CTD Code: a Combinatorial Code for Eukaryotic Transcription

Abstract

In eukaryotes, the C-terminal domain of RNA polymerase II (CTD) orchestrates the temporal and spatial control of transcription and is involved in the epigenetic regulation of gene expression. Errors in CTD regulation can result in cell death, cancer and severe developmental defects. The CTD executes its function as transcription modulator through various post-translational modifications on its heptad repeat sequences. Recently, novel modifications on new regulatory sites of CTD have been identified, setting the stage for the possibility of combinatorial mechanisms for transcription regulation. We focused on two well-characterized modification of CTD, namely serine phosphorylation and prolyl isomerization, and discuss the interplay between the enzymes regulating these modification states.
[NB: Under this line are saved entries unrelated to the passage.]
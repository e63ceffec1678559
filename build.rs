use std::env;
use std::fs;
use std::path::PathBuf;

fn main() {
    let manifest_dir = PathBuf::from(
        env::var("CARGO_MANIFEST_DIR").expect("CARGO_MANIFEST_DIR is not set by cargo"),
    );
    let locales_dir = manifest_dir.join("src").join("locales");
    println!("cargo:rerun-if-changed={}", locales_dir.display());

    let mut codes = Vec::new();
    let entries = fs::read_dir(&locales_dir).expect("failed to list src/locales");
    for entry in entries {
        let entry = entry.expect("failed to read src/locales entry");
        let path = entry.path();
        if path.extension().and_then(|ext| ext.to_str()) != Some("json") {
            continue;
        }
        if let Some(stem) = path.file_stem().and_then(|value| value.to_str()) {
            codes.push(stem.to_ascii_lowercase());
            println!("cargo:rerun-if-changed={}", path.display());
        }
    }

    codes.sort();
    codes.dedup();

    let mut generated = String::new();
    generated.push_str("pub(crate) fn embedded_locale(code: &str) -> Option<&'static str> {\n");
    generated.push_str("    match code {\n");
    for code in codes {
        generated.push_str(&format!(
            "        \"{code}\" => Some(include_str!(concat!(env!(\"CARGO_MANIFEST_DIR\"), \"/src/locales/{code}.json\"))),\n"
        ));
    }
    generated.push_str("        _ => None,\n");
    generated.push_str("    }\n");
    generated.push_str("}\n");

    let out_dir = PathBuf::from(env::var("OUT_DIR").expect("OUT_DIR is not set by cargo"));
    let destination = out_dir.join("embedded_locales.rs");
    fs::write(&destination, generated).expect("failed to write embedded locale index");
}
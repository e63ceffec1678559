//! Result types of an item analysis and the two steps that turn model text
//! into them: [`parse`] and [`normalize`].

use serde::{Deserialize, Serialize};
use std::fmt;

mod normalize;
mod parse;

pub use normalize::{failure_result, normalize, Failure};
pub use parse::{parse, unwrap_fence};

/// A stat value as printed on the item: `+127` or `"18%"`.
#[derive(Debug, Clone, PartialEq, Serialize, Deserialize)]
#[serde(untagged)]
pub enum StatValue {
    Number(serde_json::Number),
    Text(String),
}

impl fmt::Display for StatValue {
    fn fmt(&self, f: &mut fmt::Formatter<'_>) -> fmt::Result {
        match self {
            StatValue::Number(number) => write!(f, "{}", number),
            StatValue::Text(text) => f.write_str(text),
        }
    }
}

#[derive(Debug, Clone, PartialEq, Serialize, Deserialize)]
pub struct Attribute {
    pub name: String,
    pub value: StatValue,
    #[serde(default, skip_serializing_if = "Option::is_none")]
    pub description: Option<String>,
}

#[derive(Debug, Clone, PartialEq, Serialize, Deserialize)]
pub struct Effect {
    pub name: String,
    pub description: String,
}

/// Which failure path produced a result.
#[derive(Debug, Clone, Copy, PartialEq, Eq, Serialize, Deserialize)]
#[serde(rename_all = "lowercase")]
pub enum FailureKind {
    Configuration,
    Transport,
    Parse,
    Busy,
}

#[derive(Debug, Clone, PartialEq, Serialize, Deserialize)]
#[serde(rename_all = "camelCase")]
pub struct AnalysisResult {
    #[serde(default, skip_serializing_if = "Option::is_none")]
    pub identified_game_name: Option<String>,
    pub item_name: String,
    pub item_type: String,
    #[serde(default, skip_serializing_if = "Option::is_none")]
    pub rarity: Option<String>,
    #[serde(default, skip_serializing_if = "Option::is_none")]
    pub level_requirement: Option<StatValue>,
    #[serde(default, skip_serializing_if = "Option::is_none")]
    pub flavor_text: Option<String>,
    pub attributes: Vec<Attribute>,
    pub effects: Vec<Effect>,
    #[serde(default, skip_serializing_if = "Option::is_none")]
    pub options: Option<Vec<Attribute>>,
    pub usage_guide: String,
    pub option_analysis: String,
    pub identified_successfully: bool,
    #[serde(default, skip_serializing_if = "Option::is_none")]
    pub raw_identified_text: Option<String>,
    #[serde(default, skip_serializing_if = "Option::is_none")]
    pub scarcity_analysis: Option<String>,
    #[serde(default, skip_serializing_if = "Option::is_none")]
    pub popularity_demand: Option<String>,
    #[serde(default, skip_serializing_if = "Option::is_none")]
    pub optimal_options_summary: Option<String>,
    #[serde(default, skip_serializing_if = "Option::is_none")]
    pub item_value_assessment: Option<String>,
    #[serde(default, skip_serializing_if = "Option::is_none")]
    pub failure_kind: Option<FailureKind>,
}

impl AnalysisResult {
    /// The model's own explanation when it answered but reported the item
    /// as unidentified. `None` for successes and for system failures.
    pub fn identification_issue(&self) -> Option<&str> {
        if self.identified_successfully || self.failure_kind.is_some() {
            return None;
        }
        Some(self.usage_guide.as_str())
    }
}

#[cfg(test)]
mod tests {
    use super::*;
    use serde_json::json;

    fn sample() -> AnalysisResult {
        AnalysisResult {
            identified_game_name: Some("Diablo IV".to_string()),
            item_name: "Doombringer".to_string(),
            item_type: "Sword".to_string(),
            rarity: None,
            level_requirement: Some(StatValue::Number(serde_json::Number::from(80u64))),
            flavor_text: None,
            attributes: vec![Attribute {
                name: "Strength".to_string(),
                value: StatValue::Text("+127".to_string()),
                description: None,
            }],
            effects: Vec::new(),
            options: None,
            usage_guide: "Barbarian".to_string(),
            option_analysis: "High roll".to_string(),
            identified_successfully: true,
            raw_identified_text: None,
            scarcity_analysis: None,
            popularity_demand: None,
            optimal_options_summary: None,
            item_value_assessment: None,
            failure_kind: None,
        }
    }

    #[test]
    fn serializes_camel_case_and_omits_absent_optionals() {
        let value = serde_json::to_value(sample()).unwrap();
        assert_eq!(
            value,
            json!({
                "identifiedGameName": "Diablo IV",
                "itemName": "Doombringer",
                "itemType": "Sword",
                "levelRequirement": 80,
                "attributes": [{"name": "Strength", "value": "+127"}],
                "effects": [],
                "usageGuide": "Barbarian",
                "optionAnalysis": "High roll",
                "identifiedSuccessfully": true
            })
        );
    }

    #[test]
    fn identification_issue_only_for_model_reported_failures() {
        let mut result = sample();
        assert_eq!(result.identification_issue(), None);

        result.identified_successfully = false;
        result.usage_guide = "Tooltip is cropped".to_string();
        assert_eq!(result.identification_issue(), Some("Tooltip is cropped"));

        result.failure_kind = Some(FailureKind::Transport);
        assert_eq!(result.identification_issue(), None);
    }

    #[test]
    fn stat_values_display_verbatim() {
        assert_eq!(StatValue::Number(serde_json::Number::from(18u64)).to_string(), "18");
        assert_eq!(StatValue::Text("18%".to_string()).to_string(), "18%");
    }
}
Our results established that the selectivity of prolyl isomerization state of CTD on phosphatases can lead to differentiated outcome for the CTD phosphorylation state and therefore, transcription. To further investigate the prolyl selectivity, we developed chemical compounds that can be used to probe such subtle structural variation in the CTD binding proteins. These compounds closely mimic the cis or trans proline state and can be effectively recognized by CTD phosphatases. The application of such chemical probes can help us understand the molecular mechanism of the interplay between phosphorylation and prolyl isomerization state and how that affect the conformational status of CTD in transcription temporally and spatially.